-- Task input --

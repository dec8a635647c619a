// Snowcap: Synthesizing Network-Wide Configuration Updates
// Copyright (C) 2021  Tibor Schneider
//
// This program is free software; you can redistribute it and/or modify
// it under the terms of the GNU General Public License as published by
// the Free Software Foundation; either version 2 of the License, or
// (at your option) any later version.
//
// This program is distributed in the hope that it will be useful,
// but WITHOUT ANY WARRANTY; without even the implied warranty of
// MERCHANTABILITY or FITNESS FOR A PARTICULAR PURPOSE.  See the
// GNU General Public License for more details.
//
// You should have received a copy of the GNU General Public License along
// with this program; if not, write to the Free Software Foundation, Inc.,
// 51 Franklin Street, Fifth Floor, Boston, MA 02110-1301 USA.

//! # SAT/SMT encoding
//!
//! Declares an uninterpreted `Packet` sort and, for every [`Field`], an uninterpreted function
//! `Field -> Int`. [`Encoder`] builds boolean constraints over those function applications: a
//! predicate becomes a constraint at one named packet constant, a policy a relation between an
//! input and an output packet constant.

use crate::netcore::{Action, Field, Policy, Predicate};
use crate::topology::{NodeId, PortId, Topology, TopologyError};
use std::collections::HashMap;
use z3::ast::{Ast, Bool, Dynamic, Int};
use z3::{Context, FuncDecl, Sort};

/// Builds SMT constraints over a single shared `Packet` sort and its header functions.
pub struct Encoder<'ctx> {
    ctx: &'ctx Context,
    packet_sort: Sort<'ctx>,
    headers: HashMap<Field, FuncDecl<'ctx>>,
}

impl<'ctx> Encoder<'ctx> {
    /// Declare the `Packet` sort and one uninterpreted `Field -> Int` function per header field.
    pub fn new(ctx: &'ctx Context) -> Self {
        let packet_sort = Sort::uninterpreted(ctx, "Packet".into());
        let headers = Field::ALL
            .iter()
            .map(|&field| {
                let name = format!("{:?}", field).to_lowercase();
                (field, FuncDecl::new(ctx, name, &[&packet_sort], &Sort::int(ctx)))
            })
            .collect();
        Encoder { ctx, packet_sort, headers }
    }

    /// A fresh, unconstrained packet constant.
    pub fn fresh_packet(&self, name: &str) -> Dynamic<'ctx> {
        Dynamic::fresh_const(self.ctx, name, &self.packet_sort)
    }

    /// The shared uninterpreted `Packet` sort, for callers that need to quantify their own fresh
    /// packet constants (the verifier's guarded-field relabeling).
    pub fn sort(&self) -> &Sort<'ctx> {
        &self.packet_sort
    }

    /// `field(pkt)` as a symbolic integer.
    pub fn header(&self, field: Field, pkt: &Dynamic<'ctx>) -> Int<'ctx> {
        self.headers[&field].apply(&[pkt]).as_int().expect("header functions are int-valued")
    }

    /// An integer constant equal to every non-location header being unchanged between `p_in` and
    /// `p_out`, except for the fields listed in `excluding`.
    fn equiv_modulo(&self, excluding: &[Field], a: &Dynamic<'ctx>, b: &Dynamic<'ctx>) -> Bool<'ctx> {
        let constraints: Vec<Bool> = Field::ALL
            .iter()
            .filter(|f| !excluding.contains(f))
            .map(|&f| self.header(f, a)._eq(&self.header(f, b)))
            .collect();
        nary_and(self.ctx, &constraints)
    }

    /// Build the constraint for `pred` matching `pkt`.
    pub fn match_predicate(&self, pred: &Predicate, pkt: &Dynamic<'ctx>) -> Bool<'ctx> {
        match pred {
            Predicate::Top => Bool::from_bool(self.ctx, true),
            Predicate::Bottom => Bool::from_bool(self.ctx, false),
            Predicate::Header(fields) => {
                let constraints: Vec<Bool> = fields
                    .iter()
                    .map(|(&field, &value)| {
                        self.header(field, pkt)._eq(&Int::from_u64(self.ctx, value))
                    })
                    .collect();
                nary_and(self.ctx, &constraints)
            }
            Predicate::Union(l, r) => {
                Bool::or(self.ctx, &[&self.match_predicate(l, pkt), &self.match_predicate(r, pkt)])
            }
            Predicate::Intersection(l, r) => {
                Bool::and(self.ctx, &[&self.match_predicate(l, pkt), &self.match_predicate(r, pkt)])
            }
            Predicate::Difference(l, r) => Bool::and(
                self.ctx,
                &[&self.match_predicate(l, pkt), &self.match_predicate(r, pkt).not()],
            ),
        }
    }

    /// Build the constraint for `action` turning `p_in` into `p_out`. An action with no output
    /// ports collapses to `false` (it fires, but drops).
    pub fn modify_packet(&self, action: &Action, p_in: &Dynamic<'ctx>, p_out: &Dynamic<'ctx>) -> Bool<'ctx> {
        if action.ports.is_empty() {
            return Bool::from_bool(self.ctx, false);
        }
        let mut constraints = vec![
            self.header(Field::Switch, p_in)._eq(&Int::from_u64(self.ctx, action.switch)),
            self.header(Field::Switch, p_out)._eq(&Int::from_u64(self.ctx, action.switch)),
        ];
        let port_options: Vec<Bool> = action
            .ports
            .iter()
            .map(|&p| self.header(Field::Port, p_out)._eq(&Int::from_u64(self.ctx, p)))
            .collect();
        constraints.push(nary_or(self.ctx, &port_options));
        for &field in &Field::ALL {
            if field == Field::Switch || field == Field::Port {
                continue;
            }
            if let Some(&value) = action.modify.get(&field) {
                constraints.push(self.header(field, p_out)._eq(&Int::from_u64(self.ctx, value)));
            }
        }
        let mut modified: Vec<Field> = action.modify.keys().copied().collect();
        modified.push(Field::Switch);
        modified.push(Field::Port);
        constraints.push(self.equiv_modulo(&modified, p_in, p_out));
        nary_and(self.ctx, &constraints)
    }

    /// Build the constraint for `policy` producing `p_out` from `p_in` in one hop.
    pub fn forwards(&self, policy: &Policy, p_in: &Dynamic<'ctx>, p_out: &Dynamic<'ctx>) -> Bool<'ctx> {
        match policy {
            Policy::Bottom => Bool::from_bool(self.ctx, false),
            Policy::Primitive(pred, actions) => {
                let action_constraints: Vec<Bool> =
                    actions.iter().map(|a| self.modify_packet(a, p_in, p_out)).collect();
                Bool::and(
                    self.ctx,
                    &[&self.match_predicate(pred, p_in), &nary_or(self.ctx, &action_constraints)],
                )
            }
            Policy::Union(l, r) => {
                Bool::or(self.ctx, &[&self.forwards(l, p_in, p_out), &self.forwards(r, p_in, p_out)])
            }
            Policy::Restriction(p, q) => {
                Bool::and(self.ctx, &[&self.forwards(p, p_in, p_out), &self.match_predicate(q, p_in)])
            }
        }
    }

    /// Build the constraint for `policy` emitting observation label `obs` while processing `pkt`.
    pub fn observes(&self, policy: &Policy, pkt: &Dynamic<'ctx>, obs: &Int<'ctx>) -> Bool<'ctx> {
        match policy {
            Policy::Bottom => Bool::from_bool(self.ctx, false),
            Policy::Primitive(pred, actions) => {
                let action_constraints: Vec<Bool> = actions
                    .iter()
                    .flat_map(|a| a.obs.iter().map(move |&label| (a, label)))
                    .map(|(_, label)| obs._eq(&Int::from_u64(self.ctx, label)))
                    .collect();
                Bool::and(
                    self.ctx,
                    &[&self.match_predicate(pred, pkt), &nary_or(self.ctx, &action_constraints)],
                )
            }
            Policy::Union(l, r) => {
                Bool::or(self.ctx, &[&self.observes(l, pkt, obs), &self.observes(r, pkt, obs)])
            }
            Policy::Restriction(p, q) => {
                Bool::and(self.ctx, &[&self.observes(p, pkt, obs), &self.match_predicate(q, pkt)])
            }
        }
    }

    /// Build the constraint for a packet crossing one physical link: `p_out`'s location maps to
    /// `p_in`'s location across some directed edge, and every non-location header is unchanged.
    pub fn transfer(
        &self,
        topo: &Topology,
        p_out: &Dynamic<'ctx>,
        p_in: &Dynamic<'ctx>,
    ) -> Result<Bool<'ctx>, TopologyError> {
        let mut options = Vec::new();
        for (s1, s2) in topo.edges()? {
            let p1 = topo.ports_map(s1)?[&s2];
            let p2 = topo.ports_map(s2)?[&s1];
            options.push(self.directed_transfer(s1, p1, s2, p2, p_out, p_in));
            options.push(self.directed_transfer(s2, p2, s1, p1, p_out, p_in));
        }
        let location = nary_or(self.ctx, &options);
        Ok(Bool::and(self.ctx, &[&location, &self.equiv_modulo(&[Field::Switch, Field::Port], p_out, p_in)]))
    }

    fn directed_transfer(
        &self,
        s1: NodeId,
        p1: PortId,
        s2: NodeId,
        p2: PortId,
        p_out: &Dynamic<'ctx>,
        p_in: &Dynamic<'ctx>,
    ) -> Bool<'ctx> {
        Bool::and(
            self.ctx,
            &[
                &self.header(Field::Switch, p_out)._eq(&Int::from_u64(self.ctx, s1)),
                &self.header(Field::Port, p_out)._eq(&Int::from_u64(self.ctx, p1)),
                &self.header(Field::Switch, p_in)._eq(&Int::from_u64(self.ctx, s2)),
                &self.header(Field::Port, p_in)._eq(&Int::from_u64(self.ctx, p2)),
            ],
        )
    }
}

fn nary_and<'ctx>(ctx: &'ctx Context, constraints: &[Bool<'ctx>]) -> Bool<'ctx> {
    if constraints.is_empty() {
        Bool::from_bool(ctx, true)
    } else {
        let refs: Vec<&Bool> = constraints.iter().collect();
        Bool::and(ctx, &refs)
    }
}

fn nary_or<'ctx>(ctx: &'ctx Context, constraints: &[Bool<'ctx>]) -> Bool<'ctx> {
    if constraints.is_empty() {
        Bool::from_bool(ctx, false)
    } else {
        let refs: Vec<&Bool> = constraints.iter().collect();
        Bool::or(ctx, &refs)
    }
}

-- Assigned task --
Repeat exactly the lines that run from the opening of the listing through the line holding "the License, or". Leave out everything else.

-- Written reply --
repository dec8a635647c619a
// Snowcap: Synthesizing Network-Wide Configuration Updates
// Copyright (C) 2021  Tibor Schneider
//
// This program is free software; you can redistribute it and/or modify
// it under the terms of the GNU General Public License as published by
// the Free Software Foundation; either version 2 of the License, or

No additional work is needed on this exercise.